BEGIN The data
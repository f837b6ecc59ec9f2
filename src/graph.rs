use std::fs;
use std::path::{ Path, PathBuf };
use std::collections::BTreeMap;

use serde::{ Serialize, Deserialize };

use crate::{
  error::{ Error, Result },
  scalar::Real,
  ops::Op,
  parameter::{ self, Parameter, Param },
  Shape,
  Tensor,
};


/// Node of a computation graph. Inputs refer to earlier nodes by index.

#[derive(Debug, Clone, PartialEq, Serialize, Deserialize)]
pub struct Node {
  pub name: String,
  #[serde(flatten)]
  pub op: Op,
  pub inputs: Vec<usize>,
}

impl Node {
  pub fn variable(name: &str) -> Self {
    Self { name: name.to_string(), op: Op::Null, inputs: vec![] }
  }
}


/// On-disk form of a graph's structure. Parameter values live in a separate file.

#[derive(Debug, Serialize, Deserialize)]
struct GraphDump {
  nodes: Vec<Node>,
  arg_nodes: Vec<usize>,
  placeholder: usize,
  input_shape: Vec<usize>,
  heads: Vec<usize>,
}


/// Computation recorded from a single trace of a network.
///
/// Nodes are stored in recording order, which is a valid evaluation order.
/// Every op node owns an output buffer that gets reused by later runs as long
/// as the batch size stays the same.

#[derive(Debug)]
pub struct CompiledGraph<T: Real> {
  nodes: Vec<Node>,
  params: Vec<Option<Param<T>>>,
  placeholder: usize,
  output: usize,
  input_shape: Shape,
  buffers: Vec<Option<Tensor<T>>>,
  runs: usize,
}

impl<T: Real> CompiledGraph<T> {
  pub(crate) fn new(nodes: Vec<Node>, params: Vec<Option<Param<T>>>, placeholder: usize, output: usize, input_shape: Shape) -> Result<Self> {
    let graph = Self {
      buffers: vec![None; nodes.len()],
      nodes,
      params,
      placeholder,
      output,
      input_shape,
      runs: 0,
    };
    graph.validate()?;
    Ok(graph)
  }

  /// Check structure and shapes once, so runs only need to check their input.

  fn validate(&self) -> Result<()> {
    let invalid = |reason: String| Err(Error::InvalidGraph(reason));
    if self.placeholder >= self.nodes.len() || self.output >= self.nodes.len() {
      return invalid("input or output refers to a missing node".into())
    }
    if self.params.len() != self.nodes.len() || self.nodes[self.placeholder].op != Op::Null {
      return invalid("malformed variable nodes".into())
    }
    let mut shapes: Vec<Shape> = Vec::with_capacity(self.nodes.len());
    for (i, node) in self.nodes.iter().enumerate() {
      if let Some(&j) = node.inputs.iter().find(|&&j| j >= i ) {
        return invalid(format!("node {} depends on later node {j}", node.name))
      }
      let shape = match (&node.op, &self.params[i]) {
        (Op::Null, _) if i == self.placeholder => self.input_shape.clone(),
        (Op::Null, Some(param)) => param.data()?.shape().clone(),
        (Op::Null, None) => return invalid(format!("variable {} is neither input nor parameter", node.name)),
        (_, Some(_)) => return invalid(format!("op node {} cannot hold a parameter", node.name)),
        (op, None) => {
          let inputs: Vec<&Shape> = node.inputs.iter().map(|&j| &shapes[j] ).collect();
          op.infer_shape(&inputs)?
        },
      };
      shapes.push(shape);
    }
    Ok(())
  }

  pub fn nodes(&self) -> &[Node] {
    &self.nodes
  }

  pub fn input_shape(&self) -> &Shape {
    &self.input_shape
  }

  /// Number of times this graph has been evaluated.

  pub fn runs(&self) -> usize {
    self.runs
  }

  pub fn parameters(&self) -> Vec<Param<T>> {
    self.params.iter().flatten().cloned().collect()
  }

  /// Inputs of rank two or more may change their leading dimension.
  /// Lower ranks have no batch dimension and must match exactly.

  fn bind(&self, input: &Tensor<T>) -> Result<()> {
    let dims = &input.shape().dims;
    let expected = &self.input_shape.dims;
    let batched = expected.len() > 1;
    let fits = dims.len() == expected.len() && dims.iter()
      .zip(expected)
      .enumerate()
      .all(|(i, (a, b))| (batched && i == 0) || a == b );
    if !fits {
      let pattern: Vec<String> = expected.iter()
        .enumerate()
        .map(|(i, n)| if batched && i == 0 { "*".to_string() } else { n.to_string() } )
        .collect();
      return Err(Error::shape("graph input", format!("Shape[{}]", pattern.join(", ")), input.shape()))
    }
    Ok(())
  }

  /// Evaluate the graph with new input data.
  ///
  /// The leading (batch) dimension of inputs with rank two or more may differ
  /// from the traced one. All other dimensions must match.

  pub fn run(&mut self, input: &Tensor<T>) -> Result<Tensor<T>> {
    self.bind(input)?;
    let mut values: Vec<Tensor<T>> = Vec::with_capacity(self.nodes.len());
    for (i, node) in self.nodes.iter().enumerate() {
      let value = match (&node.op, &self.params[i]) {
        (Op::Null, _) if i == self.placeholder => input.clone(),
        (Op::Null, Some(param)) => param.data()?,
        (Op::Null, None) => return Err(Error::InvalidGraph(format!("unbound variable {}", node.name))),
        (op, _) => {
          let inputs: Vec<&Tensor<T>> = node.inputs.iter().map(|&j| &values[j] ).collect();
          let out = op.compute(&inputs, self.buffers[i].as_ref());
          self.buffers[i] = Some(out.clone());
          out
        },
      };
      values.push(value);
    }
    self.runs += 1;
    Ok(values[self.output].detach())
  }

  /// Serialize the graph's structure as JSON.

  pub fn to_json(&self) -> Result<String> {
    let dump = GraphDump {
      nodes: self.nodes.clone(),
      arg_nodes: self.nodes.iter()
        .enumerate()
        .filter(|(_, node)| node.op == Op::Null )
        .map(|(i, _)| i )
        .collect(),
      placeholder: self.placeholder,
      input_shape: self.input_shape.dims.clone(),
      heads: vec![self.output],
    };
    Ok(serde_json::to_string_pretty(&dump)?)
  }

  pub fn from_json(json: &str, params: &BTreeMap<String, Tensor<T>>) -> Result<Self> {
    let dump: GraphDump = serde_json::from_str(json)?;
    let output = match dump.heads[..] {
      [output] => output,
      _ => return Err(Error::InvalidGraph(format!("expected a single head, found {}", dump.heads.len()))),
    };
    let params = dump.nodes.iter()
      .enumerate()
      .map(|(i, node)| -> Result<Option<Param<T>>> {
        if node.op != Op::Null || i == dump.placeholder { return Ok(None) }
        let values = params.get(&node.name)
          .ok_or_else(|| Error::MissingParameter(node.name.clone()) )?;
        let param = Parameter::new(node.name.clone(), &values.shape().dims, None);
        param.set_data(values)?;
        Ok(Some(param))
      })
      .collect::<Result<Vec<_>>>()?;
    Self::new(dump.nodes, params, dump.placeholder, output, Shape::new(&dump.input_shape))
  }

  pub fn save_parameters(&self, path: impl AsRef<Path>) -> Result<()> {
    parameter::save(path, &self.parameters())
  }

  /// Write `<prefix>-symbol.json` and `<prefix>-<epoch>.params`, returning both paths.

  pub fn export(&self, prefix: impl AsRef<Path>, epoch: usize) -> Result<(PathBuf, PathBuf)> {
    let prefix = prefix.as_ref().to_string_lossy().into_owned();
    let symbol_file = PathBuf::from(format!("{prefix}-symbol.json"));
    let params_file = PathBuf::from(format!("{prefix}-{epoch:04}.params"));
    fs::write(&symbol_file, self.to_json()?)?;
    self.save_parameters(&params_file)?;
    Ok((symbol_file, params_file))
  }

  /// Load a graph written by [export](CompiledGraph::export), without access to the code that built it.

  pub fn import(symbol_file: impl AsRef<Path>, params_file: impl AsRef<Path>) -> Result<Self> {
    let json = fs::read_to_string(symbol_file)?;
    let params = parameter::load(params_file)?;
    Self::from_json(&json, &params)
  }
}

impl<T: Real> std::fmt::Display for CompiledGraph<T> {
  fn fmt(&self, f: &mut std::fmt::Formatter) -> std::fmt::Result {
    writeln!(f, "Graph({} -> {})", self.input_shape, self.nodes[self.output].name)?;
    for (i, node) in self.nodes.iter().enumerate() {
      if node.op == Op::Null {
        let kind = if i == self.placeholder { "input" } else { "param" };
        writeln!(f, "  {i:>3}: {} ({kind})", node.name)?;
      } else {
        let inputs: Vec<&str> = node.inputs.iter().map(|&j| self.nodes[j].name.as_str() ).collect();
        writeln!(f, "  {i:>3}: {} = {}({})", node.name, node.op.name(), inputs.join(", "))?;
      }
    }
    Ok(())
  }
}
END The data
Find the string "crate" in the entries above. Copy each line where it occurs.

■ **Answer to the exercise**:
use crate::{
  pub(crate) fn new(nodes: Vec<Node>, params: Vec<Option<Param<T>>>, placeholder: usize, output: usize, input_shape: Shape) -> Result<Self> {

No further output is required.